Excerpts from a dataset:
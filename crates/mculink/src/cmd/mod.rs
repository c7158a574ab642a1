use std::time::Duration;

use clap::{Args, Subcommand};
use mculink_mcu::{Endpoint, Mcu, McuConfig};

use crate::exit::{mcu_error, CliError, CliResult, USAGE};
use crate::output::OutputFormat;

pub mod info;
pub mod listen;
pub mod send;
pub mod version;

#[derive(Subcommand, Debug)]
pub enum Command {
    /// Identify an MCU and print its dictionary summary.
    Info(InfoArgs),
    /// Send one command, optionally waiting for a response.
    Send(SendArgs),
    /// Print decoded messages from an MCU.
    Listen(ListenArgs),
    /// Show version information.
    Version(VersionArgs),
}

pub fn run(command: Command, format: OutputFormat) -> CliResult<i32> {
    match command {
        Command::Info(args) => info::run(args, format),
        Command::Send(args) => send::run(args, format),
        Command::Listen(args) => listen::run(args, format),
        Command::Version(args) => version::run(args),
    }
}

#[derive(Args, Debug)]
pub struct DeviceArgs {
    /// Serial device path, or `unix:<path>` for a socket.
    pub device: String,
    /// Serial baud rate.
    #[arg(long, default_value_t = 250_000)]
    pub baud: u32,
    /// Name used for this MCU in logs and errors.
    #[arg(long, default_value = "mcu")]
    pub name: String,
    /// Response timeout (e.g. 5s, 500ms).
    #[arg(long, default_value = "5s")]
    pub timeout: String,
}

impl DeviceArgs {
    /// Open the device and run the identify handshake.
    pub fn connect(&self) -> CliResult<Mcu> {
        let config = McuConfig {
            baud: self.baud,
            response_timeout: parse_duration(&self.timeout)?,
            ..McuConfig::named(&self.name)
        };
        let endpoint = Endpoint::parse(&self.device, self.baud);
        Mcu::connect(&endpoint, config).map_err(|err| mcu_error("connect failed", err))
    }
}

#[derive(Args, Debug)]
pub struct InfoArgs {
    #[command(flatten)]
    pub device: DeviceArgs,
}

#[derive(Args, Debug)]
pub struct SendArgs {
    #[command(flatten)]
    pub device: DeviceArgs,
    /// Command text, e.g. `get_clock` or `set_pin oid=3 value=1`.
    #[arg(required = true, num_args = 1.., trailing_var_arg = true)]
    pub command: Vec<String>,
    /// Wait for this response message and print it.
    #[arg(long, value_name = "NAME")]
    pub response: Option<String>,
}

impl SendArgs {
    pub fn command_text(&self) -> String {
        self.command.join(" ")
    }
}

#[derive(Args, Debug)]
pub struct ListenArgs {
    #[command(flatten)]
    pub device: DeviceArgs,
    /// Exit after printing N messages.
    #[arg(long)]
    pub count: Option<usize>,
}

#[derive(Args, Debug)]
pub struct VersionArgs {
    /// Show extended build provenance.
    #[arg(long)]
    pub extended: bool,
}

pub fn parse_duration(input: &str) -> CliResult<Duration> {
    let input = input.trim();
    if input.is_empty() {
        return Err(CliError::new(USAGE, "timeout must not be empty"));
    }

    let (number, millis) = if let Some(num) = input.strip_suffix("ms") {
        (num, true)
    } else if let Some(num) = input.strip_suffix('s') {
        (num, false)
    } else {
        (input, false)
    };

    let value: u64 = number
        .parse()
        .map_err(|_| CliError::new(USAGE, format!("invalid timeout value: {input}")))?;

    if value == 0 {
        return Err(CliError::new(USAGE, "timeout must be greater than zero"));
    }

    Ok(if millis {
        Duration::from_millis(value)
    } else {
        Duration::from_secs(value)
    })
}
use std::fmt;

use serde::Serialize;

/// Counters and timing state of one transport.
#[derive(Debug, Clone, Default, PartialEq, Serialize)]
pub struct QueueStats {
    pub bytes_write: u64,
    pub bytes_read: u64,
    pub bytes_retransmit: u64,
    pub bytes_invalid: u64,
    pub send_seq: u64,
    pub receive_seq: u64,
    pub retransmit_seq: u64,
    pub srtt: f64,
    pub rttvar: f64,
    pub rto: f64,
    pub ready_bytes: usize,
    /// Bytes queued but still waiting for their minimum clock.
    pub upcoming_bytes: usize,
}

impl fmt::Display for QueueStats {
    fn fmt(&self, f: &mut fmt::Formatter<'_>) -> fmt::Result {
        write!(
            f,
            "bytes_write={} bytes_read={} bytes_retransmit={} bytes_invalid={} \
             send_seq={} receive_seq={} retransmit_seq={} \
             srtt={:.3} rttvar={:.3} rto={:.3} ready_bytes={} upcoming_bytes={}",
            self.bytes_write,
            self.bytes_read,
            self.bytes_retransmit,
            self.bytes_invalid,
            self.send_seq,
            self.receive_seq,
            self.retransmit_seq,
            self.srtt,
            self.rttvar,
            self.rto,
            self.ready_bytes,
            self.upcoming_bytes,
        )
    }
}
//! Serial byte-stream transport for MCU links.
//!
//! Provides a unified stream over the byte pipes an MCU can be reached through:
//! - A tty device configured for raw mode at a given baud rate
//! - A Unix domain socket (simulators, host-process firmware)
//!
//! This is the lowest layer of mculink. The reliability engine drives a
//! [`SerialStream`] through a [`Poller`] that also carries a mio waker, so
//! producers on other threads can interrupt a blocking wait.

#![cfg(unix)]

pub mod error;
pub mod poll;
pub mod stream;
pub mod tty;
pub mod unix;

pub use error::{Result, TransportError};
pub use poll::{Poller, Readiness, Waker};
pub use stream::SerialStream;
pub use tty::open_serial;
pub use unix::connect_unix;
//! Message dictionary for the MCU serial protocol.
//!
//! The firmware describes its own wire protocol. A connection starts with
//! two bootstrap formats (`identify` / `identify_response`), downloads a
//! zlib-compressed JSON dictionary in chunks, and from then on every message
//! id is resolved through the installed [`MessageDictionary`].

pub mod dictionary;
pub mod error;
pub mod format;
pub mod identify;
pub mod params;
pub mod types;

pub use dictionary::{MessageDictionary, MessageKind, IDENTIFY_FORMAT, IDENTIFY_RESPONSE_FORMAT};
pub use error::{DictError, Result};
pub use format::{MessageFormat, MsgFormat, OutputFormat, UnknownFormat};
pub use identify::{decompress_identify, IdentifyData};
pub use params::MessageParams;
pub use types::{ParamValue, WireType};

---

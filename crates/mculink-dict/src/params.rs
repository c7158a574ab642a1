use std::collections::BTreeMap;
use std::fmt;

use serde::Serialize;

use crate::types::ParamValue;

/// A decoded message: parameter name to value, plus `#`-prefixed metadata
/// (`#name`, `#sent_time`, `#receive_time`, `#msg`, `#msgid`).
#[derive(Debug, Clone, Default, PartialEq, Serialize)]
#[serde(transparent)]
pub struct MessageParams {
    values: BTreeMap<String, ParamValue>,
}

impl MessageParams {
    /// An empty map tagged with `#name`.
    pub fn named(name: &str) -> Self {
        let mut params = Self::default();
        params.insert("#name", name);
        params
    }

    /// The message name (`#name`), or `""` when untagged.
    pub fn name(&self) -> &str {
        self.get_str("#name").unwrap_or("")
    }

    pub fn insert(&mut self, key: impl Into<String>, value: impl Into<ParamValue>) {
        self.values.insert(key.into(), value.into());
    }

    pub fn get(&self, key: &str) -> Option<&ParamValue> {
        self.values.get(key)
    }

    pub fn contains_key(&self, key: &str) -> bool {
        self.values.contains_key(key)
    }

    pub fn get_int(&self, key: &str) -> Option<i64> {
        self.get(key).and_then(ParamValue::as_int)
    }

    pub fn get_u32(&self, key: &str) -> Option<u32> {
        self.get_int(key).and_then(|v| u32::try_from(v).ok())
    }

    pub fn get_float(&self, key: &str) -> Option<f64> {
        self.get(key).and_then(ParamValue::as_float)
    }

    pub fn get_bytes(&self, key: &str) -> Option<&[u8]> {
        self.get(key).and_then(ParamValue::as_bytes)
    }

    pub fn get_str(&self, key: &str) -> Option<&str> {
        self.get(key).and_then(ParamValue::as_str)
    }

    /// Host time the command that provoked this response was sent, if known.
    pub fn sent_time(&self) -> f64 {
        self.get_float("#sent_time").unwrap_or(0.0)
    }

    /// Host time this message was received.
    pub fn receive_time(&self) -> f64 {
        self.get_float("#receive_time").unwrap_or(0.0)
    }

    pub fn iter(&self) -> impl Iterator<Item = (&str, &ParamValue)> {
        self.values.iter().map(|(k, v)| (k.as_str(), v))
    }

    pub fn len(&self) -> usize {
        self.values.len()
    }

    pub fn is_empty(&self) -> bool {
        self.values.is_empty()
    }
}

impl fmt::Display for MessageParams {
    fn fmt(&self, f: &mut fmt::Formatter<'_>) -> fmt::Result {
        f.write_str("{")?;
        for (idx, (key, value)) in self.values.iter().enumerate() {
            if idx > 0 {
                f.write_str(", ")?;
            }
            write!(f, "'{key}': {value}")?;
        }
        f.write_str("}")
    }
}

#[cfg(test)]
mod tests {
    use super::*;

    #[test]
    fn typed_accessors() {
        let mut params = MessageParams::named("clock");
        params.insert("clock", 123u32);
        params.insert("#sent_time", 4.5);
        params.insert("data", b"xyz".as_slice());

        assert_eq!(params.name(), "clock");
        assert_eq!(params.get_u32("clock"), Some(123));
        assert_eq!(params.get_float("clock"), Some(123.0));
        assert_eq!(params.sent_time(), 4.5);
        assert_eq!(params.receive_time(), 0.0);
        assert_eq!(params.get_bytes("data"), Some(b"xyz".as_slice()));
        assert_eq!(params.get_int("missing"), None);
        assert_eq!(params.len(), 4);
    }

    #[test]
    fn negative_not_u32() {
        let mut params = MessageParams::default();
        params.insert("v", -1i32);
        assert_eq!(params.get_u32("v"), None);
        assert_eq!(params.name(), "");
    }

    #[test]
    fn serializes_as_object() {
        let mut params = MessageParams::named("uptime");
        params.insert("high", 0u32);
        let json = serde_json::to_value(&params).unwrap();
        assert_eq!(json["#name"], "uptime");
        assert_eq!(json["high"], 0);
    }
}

==

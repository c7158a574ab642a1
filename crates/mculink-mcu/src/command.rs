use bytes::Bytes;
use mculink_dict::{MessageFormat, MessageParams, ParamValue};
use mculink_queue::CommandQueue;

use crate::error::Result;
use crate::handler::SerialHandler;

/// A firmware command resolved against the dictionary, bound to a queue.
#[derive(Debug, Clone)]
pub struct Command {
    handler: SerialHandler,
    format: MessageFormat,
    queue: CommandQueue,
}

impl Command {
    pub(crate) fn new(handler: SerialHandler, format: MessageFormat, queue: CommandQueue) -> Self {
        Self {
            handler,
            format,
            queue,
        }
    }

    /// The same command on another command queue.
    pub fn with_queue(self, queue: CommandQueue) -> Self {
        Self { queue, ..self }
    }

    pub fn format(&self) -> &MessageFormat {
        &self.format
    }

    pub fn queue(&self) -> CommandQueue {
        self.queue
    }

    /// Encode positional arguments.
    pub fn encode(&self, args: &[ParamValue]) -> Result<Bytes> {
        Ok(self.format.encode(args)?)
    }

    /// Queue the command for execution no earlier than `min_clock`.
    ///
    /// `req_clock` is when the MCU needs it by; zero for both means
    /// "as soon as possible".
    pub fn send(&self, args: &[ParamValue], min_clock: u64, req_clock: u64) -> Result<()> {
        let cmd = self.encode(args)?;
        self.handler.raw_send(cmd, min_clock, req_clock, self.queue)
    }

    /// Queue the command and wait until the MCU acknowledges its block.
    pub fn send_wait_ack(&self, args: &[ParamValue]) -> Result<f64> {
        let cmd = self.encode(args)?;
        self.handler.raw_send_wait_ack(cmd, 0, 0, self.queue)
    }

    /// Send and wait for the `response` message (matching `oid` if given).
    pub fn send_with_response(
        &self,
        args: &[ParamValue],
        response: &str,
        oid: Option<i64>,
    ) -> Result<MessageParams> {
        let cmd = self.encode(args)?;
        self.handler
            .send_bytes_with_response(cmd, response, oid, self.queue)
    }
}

-- WORK ORDER --
Of all the lines in the data, count those that contain "usize" and give that figure with nothing else.

-- RESULT --
4